• What this task involves: Count the lines below that contain "ImageSizeField". Answer with the number alone.

• Entries supplied:
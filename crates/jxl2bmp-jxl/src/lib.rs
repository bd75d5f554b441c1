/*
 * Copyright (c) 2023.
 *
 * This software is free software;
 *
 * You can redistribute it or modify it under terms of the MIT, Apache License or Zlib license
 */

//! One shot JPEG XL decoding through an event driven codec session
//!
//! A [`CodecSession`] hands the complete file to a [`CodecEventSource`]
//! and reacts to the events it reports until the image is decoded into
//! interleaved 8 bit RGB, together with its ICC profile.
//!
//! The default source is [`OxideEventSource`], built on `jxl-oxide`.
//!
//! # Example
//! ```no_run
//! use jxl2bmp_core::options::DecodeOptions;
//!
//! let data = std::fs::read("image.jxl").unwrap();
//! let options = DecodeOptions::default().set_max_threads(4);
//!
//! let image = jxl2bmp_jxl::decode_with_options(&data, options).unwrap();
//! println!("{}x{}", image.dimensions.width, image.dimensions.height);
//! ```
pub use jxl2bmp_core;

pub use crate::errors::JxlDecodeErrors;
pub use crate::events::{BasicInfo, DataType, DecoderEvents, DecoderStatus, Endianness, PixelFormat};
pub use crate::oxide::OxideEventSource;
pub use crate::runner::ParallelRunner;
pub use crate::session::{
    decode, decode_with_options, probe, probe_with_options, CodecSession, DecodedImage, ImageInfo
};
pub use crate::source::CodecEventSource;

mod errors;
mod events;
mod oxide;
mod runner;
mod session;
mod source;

==

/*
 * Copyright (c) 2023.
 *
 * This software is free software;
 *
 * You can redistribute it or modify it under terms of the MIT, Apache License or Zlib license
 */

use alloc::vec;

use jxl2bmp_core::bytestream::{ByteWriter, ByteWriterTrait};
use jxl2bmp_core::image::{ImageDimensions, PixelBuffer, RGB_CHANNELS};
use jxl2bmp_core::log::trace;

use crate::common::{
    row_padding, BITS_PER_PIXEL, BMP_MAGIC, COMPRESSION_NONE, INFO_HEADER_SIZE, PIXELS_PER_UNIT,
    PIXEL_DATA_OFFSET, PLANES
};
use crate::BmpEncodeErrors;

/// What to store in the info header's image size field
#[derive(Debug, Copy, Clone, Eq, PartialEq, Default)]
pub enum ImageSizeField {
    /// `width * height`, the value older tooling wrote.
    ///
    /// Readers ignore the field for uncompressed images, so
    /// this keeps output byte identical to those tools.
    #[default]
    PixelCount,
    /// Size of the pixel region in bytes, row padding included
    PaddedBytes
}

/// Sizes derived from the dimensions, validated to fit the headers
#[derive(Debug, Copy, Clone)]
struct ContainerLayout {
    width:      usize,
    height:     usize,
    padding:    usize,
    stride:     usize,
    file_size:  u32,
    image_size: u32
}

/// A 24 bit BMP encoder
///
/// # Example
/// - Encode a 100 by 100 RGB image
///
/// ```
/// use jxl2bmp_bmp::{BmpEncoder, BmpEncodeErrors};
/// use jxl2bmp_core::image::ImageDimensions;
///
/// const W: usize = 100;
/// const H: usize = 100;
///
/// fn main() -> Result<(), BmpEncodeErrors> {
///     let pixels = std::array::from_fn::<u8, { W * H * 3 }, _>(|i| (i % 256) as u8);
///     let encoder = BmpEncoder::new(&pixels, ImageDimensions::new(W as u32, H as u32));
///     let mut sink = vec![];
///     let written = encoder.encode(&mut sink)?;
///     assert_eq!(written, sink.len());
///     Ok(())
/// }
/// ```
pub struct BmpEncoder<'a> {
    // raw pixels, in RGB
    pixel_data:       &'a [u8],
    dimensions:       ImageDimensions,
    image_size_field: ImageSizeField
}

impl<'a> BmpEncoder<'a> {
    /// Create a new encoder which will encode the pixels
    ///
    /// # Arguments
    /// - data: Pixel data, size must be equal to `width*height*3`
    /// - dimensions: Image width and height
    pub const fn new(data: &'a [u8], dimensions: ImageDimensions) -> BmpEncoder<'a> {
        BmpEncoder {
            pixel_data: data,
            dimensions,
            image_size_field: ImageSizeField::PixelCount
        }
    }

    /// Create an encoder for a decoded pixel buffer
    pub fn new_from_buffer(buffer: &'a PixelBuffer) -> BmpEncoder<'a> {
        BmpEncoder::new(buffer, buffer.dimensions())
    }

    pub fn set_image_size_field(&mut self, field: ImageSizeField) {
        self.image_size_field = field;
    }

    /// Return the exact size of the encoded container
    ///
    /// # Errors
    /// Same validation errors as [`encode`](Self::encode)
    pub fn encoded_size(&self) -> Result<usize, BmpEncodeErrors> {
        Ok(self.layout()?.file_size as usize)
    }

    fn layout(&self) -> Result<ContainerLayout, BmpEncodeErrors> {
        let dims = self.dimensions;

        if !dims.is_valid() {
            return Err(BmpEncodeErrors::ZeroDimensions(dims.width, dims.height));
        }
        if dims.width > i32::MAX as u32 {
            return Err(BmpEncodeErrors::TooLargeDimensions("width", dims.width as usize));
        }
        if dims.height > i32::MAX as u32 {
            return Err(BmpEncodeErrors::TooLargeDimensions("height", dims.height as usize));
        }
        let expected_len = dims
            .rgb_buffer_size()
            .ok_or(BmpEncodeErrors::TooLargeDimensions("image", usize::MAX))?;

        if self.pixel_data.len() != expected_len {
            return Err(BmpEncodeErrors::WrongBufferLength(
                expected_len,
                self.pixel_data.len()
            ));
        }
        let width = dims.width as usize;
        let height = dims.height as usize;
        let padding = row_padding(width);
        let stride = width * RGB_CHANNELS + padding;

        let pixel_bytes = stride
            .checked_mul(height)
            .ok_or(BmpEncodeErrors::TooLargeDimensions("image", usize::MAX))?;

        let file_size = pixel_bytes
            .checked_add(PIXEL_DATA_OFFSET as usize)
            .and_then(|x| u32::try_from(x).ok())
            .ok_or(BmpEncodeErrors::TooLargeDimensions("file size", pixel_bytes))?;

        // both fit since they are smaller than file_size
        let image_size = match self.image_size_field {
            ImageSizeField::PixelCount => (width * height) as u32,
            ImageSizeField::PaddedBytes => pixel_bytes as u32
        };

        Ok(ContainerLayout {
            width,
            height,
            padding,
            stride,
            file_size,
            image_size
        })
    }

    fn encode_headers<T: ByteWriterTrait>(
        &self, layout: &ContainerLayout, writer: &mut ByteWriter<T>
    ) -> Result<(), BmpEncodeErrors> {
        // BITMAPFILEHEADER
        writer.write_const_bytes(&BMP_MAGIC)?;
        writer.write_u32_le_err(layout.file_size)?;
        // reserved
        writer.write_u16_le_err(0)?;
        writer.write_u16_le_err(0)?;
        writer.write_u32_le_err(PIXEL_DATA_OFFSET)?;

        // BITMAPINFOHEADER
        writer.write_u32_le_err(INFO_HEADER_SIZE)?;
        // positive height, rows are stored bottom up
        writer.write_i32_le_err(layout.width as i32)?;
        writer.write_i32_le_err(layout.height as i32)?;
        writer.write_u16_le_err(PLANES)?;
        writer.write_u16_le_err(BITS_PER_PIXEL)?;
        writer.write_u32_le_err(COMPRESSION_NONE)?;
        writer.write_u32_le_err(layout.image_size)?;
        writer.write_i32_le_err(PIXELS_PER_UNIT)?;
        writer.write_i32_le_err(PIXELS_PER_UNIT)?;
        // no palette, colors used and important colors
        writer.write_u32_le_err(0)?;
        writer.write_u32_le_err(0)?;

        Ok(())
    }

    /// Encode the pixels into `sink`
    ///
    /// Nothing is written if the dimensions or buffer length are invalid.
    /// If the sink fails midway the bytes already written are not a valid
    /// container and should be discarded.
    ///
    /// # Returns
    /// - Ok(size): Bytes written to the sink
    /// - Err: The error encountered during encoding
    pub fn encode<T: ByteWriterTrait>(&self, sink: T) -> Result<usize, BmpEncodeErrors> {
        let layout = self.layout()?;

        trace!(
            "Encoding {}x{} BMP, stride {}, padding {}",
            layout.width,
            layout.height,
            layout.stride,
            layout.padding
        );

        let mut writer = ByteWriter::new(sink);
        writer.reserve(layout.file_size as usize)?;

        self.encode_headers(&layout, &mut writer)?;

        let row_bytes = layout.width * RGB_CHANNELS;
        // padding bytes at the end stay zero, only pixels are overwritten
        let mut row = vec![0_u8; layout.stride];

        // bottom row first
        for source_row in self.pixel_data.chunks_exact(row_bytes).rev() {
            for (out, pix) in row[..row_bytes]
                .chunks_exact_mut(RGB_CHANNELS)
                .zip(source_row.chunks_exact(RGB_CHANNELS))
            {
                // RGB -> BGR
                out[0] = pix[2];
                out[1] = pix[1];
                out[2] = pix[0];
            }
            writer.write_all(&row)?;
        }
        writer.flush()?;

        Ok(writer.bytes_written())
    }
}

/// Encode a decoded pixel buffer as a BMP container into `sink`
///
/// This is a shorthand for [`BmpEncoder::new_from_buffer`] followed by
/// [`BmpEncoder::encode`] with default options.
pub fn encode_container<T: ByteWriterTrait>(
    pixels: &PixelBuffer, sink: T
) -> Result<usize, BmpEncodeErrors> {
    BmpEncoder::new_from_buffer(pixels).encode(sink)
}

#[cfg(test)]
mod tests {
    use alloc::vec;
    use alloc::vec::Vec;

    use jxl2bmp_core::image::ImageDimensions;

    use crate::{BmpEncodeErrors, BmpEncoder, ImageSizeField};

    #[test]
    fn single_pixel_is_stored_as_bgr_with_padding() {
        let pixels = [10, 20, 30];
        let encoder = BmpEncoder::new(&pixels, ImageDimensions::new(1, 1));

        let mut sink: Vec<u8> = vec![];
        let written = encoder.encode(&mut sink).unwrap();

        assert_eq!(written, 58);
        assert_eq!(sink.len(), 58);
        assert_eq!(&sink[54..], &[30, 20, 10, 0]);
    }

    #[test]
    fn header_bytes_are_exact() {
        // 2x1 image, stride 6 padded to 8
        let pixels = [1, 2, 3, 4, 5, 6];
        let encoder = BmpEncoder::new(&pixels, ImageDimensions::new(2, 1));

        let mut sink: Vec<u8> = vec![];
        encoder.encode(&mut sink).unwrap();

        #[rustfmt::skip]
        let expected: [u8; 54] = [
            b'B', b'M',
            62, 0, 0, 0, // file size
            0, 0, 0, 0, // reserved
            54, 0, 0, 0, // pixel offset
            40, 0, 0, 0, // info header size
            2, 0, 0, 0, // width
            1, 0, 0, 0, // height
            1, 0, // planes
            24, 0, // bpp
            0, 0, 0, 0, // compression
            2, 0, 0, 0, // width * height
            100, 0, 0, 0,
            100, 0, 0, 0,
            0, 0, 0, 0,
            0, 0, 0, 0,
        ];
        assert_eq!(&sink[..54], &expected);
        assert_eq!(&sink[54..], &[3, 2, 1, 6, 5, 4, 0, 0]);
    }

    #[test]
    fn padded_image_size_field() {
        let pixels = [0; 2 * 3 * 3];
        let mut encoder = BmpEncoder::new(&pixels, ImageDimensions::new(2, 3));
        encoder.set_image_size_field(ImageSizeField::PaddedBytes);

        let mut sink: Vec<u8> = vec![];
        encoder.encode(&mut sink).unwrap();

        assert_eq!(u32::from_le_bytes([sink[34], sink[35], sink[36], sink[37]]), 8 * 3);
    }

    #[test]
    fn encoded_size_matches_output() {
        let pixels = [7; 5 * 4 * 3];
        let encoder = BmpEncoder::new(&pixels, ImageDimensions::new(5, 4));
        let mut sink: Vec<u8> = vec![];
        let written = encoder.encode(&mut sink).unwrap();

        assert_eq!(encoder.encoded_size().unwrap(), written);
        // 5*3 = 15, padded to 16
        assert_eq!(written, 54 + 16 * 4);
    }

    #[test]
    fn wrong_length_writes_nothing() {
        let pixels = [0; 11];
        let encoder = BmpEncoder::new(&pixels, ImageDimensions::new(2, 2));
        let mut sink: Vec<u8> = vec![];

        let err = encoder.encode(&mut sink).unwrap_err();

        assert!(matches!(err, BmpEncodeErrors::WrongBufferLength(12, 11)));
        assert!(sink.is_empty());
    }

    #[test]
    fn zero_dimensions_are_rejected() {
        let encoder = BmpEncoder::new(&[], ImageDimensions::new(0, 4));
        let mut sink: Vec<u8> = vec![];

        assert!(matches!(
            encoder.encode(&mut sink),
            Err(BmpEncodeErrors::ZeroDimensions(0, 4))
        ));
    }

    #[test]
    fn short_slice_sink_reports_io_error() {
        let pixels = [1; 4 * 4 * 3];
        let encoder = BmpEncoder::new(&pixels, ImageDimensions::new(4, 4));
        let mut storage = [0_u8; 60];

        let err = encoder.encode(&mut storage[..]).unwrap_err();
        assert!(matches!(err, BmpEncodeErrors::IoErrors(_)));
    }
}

* * *

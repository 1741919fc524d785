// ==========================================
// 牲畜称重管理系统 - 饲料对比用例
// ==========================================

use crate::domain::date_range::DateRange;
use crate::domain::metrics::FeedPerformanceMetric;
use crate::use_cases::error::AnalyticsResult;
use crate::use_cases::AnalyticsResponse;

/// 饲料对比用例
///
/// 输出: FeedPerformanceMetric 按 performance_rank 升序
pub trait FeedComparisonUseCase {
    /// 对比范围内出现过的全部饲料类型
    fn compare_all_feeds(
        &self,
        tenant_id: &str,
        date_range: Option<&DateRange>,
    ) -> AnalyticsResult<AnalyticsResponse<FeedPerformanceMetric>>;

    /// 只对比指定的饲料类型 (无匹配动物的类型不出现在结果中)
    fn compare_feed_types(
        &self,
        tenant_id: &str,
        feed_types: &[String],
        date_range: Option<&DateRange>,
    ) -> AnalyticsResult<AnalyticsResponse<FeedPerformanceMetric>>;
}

• Finished exercise: 8